→ WHAT THIS TASK INVOLVES
The first line of the entries below, the line containing "impl Provider for EnvProvider", and every line between them should be repeated exactly, and nothing else.

Collected data entries
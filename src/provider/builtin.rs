//! Providers registered before any declared provider is resolved.

use super::{BoxError, Provider, ProviderError, ProviderHandle, Registry};

/// Names the built-in providers are registered under.
pub const BUILTINS: [&str; 3] = ["file", "env", "dockerSecret"];

#[derive(Debug, Default, Clone, Copy)]
pub struct FileProvider;

impl Provider for FileProvider {
    fn resolve(&mut self, parameter: Option<&str>) -> Result<(), BoxError> {
        tracing::info!("file provider - {}", parameter.unwrap_or_default());
        Ok(())
    }
}

#[derive(Debug, Default, Clone, Copy)]
pub struct EnvProvider;

impl Provider for EnvProvider {
    fn resolve(&mut self, parameter: Option<&str>) -> Result<(), BoxError> {
        tracing::info!("env provider - {}", parameter.unwrap_or_default());
        Ok(())
    }
}

#[derive(Debug, Default, Clone, Copy)]
pub struct DockerSecretProvider;

impl Provider for DockerSecretProvider {
    fn resolve(&mut self, parameter: Option<&str>) -> Result<(), BoxError> {
        tracing::info!("docker secret provider - {}", parameter.unwrap_or_default());
        Ok(())
    }
}

/// Registers `file`, `env` and `dockerSecret` without `force`.
pub fn register_builtins(registry: &mut Registry) -> Result<(), ProviderError> {
    registry.register("file", ProviderHandle::of::<FileProvider>(), false)?;
    registry.register("env", ProviderHandle::of::<EnvProvider>(), false)?;
    registry.register("dockerSecret", ProviderHandle::of::<DockerSecretProvider>(), false)?;
    Ok(())
}
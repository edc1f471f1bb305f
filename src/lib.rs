pub mod config;
pub mod context;
mod error;
pub mod provider;
pub mod setting;

pub use config::{Config, ConfigBuilder, Invocation};
pub use context::ExecutionContext;
pub use error::Error;
pub use provider::{
    BoxError, Candidate, LoadedModule, ModuleLoader, ModuleTable, Provider, ProviderError,
    ProviderFactory, ProviderHandle, Registry,
};
pub use setting::{ProviderSpec, Setting, SettingError, TypeFile};
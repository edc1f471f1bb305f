use std::path::PathBuf;
use thiserror::Error;

#[derive(Debug, Error)]
#[non_exhaustive]
pub enum SettingError {
    #[error("settings manifest not found: {0}")]
    ManifestNotFound(PathBuf),

    #[error("failed to read settings manifest '{path}': {source}")]
    Read {
        path: PathBuf,
        source: std::io::Error,
    },

    #[error("failed to parse settings manifest '{path}': {source}")]
    Parse {
        path: PathBuf,
        source: toml::de::Error,
    },

    #[error("cannot find setting table '{table}' in {path}")]
    SettingMissing { path: PathBuf, table: String },

    #[error("invalid setting in {path}: {source}")]
    SettingInvalid {
        path: PathBuf,
        source: toml::de::Error,
    },

    #[error("invalid provider declaration '{0}': provider name is empty")]
    InvalidProviderSpec(String),

    #[error("cannot find type file in path {0}")]
    TypeFileNotFound(PathBuf),

    #[error("failed to read type file '{path}': {source}")]
    TypeFileRead {
        path: PathBuf,
        source: std::io::Error,
    },
}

→ TASK RESPONSE
filename src/provider/builtin.rs
//! Providers registered before any declared provider is resolved.

use super::{BoxError, Provider, ProviderError, ProviderHandle, Registry};

/// Names the built-in providers are registered under.
pub const BUILTINS: [&str; 3] = ["file", "env", "dockerSecret"];

#[derive(Debug, Default, Clone, Copy)]
pub struct FileProvider;

impl Provider for FileProvider {
    fn resolve(&mut self, parameter: Option<&str>) -> Result<(), BoxError> {
        tracing::info!("file provider - {}", parameter.unwrap_or_default());
        Ok(())
    }
}

#[derive(Debug, Default, Clone, Copy)]
pub struct EnvProvider;

impl Provider for EnvProvider {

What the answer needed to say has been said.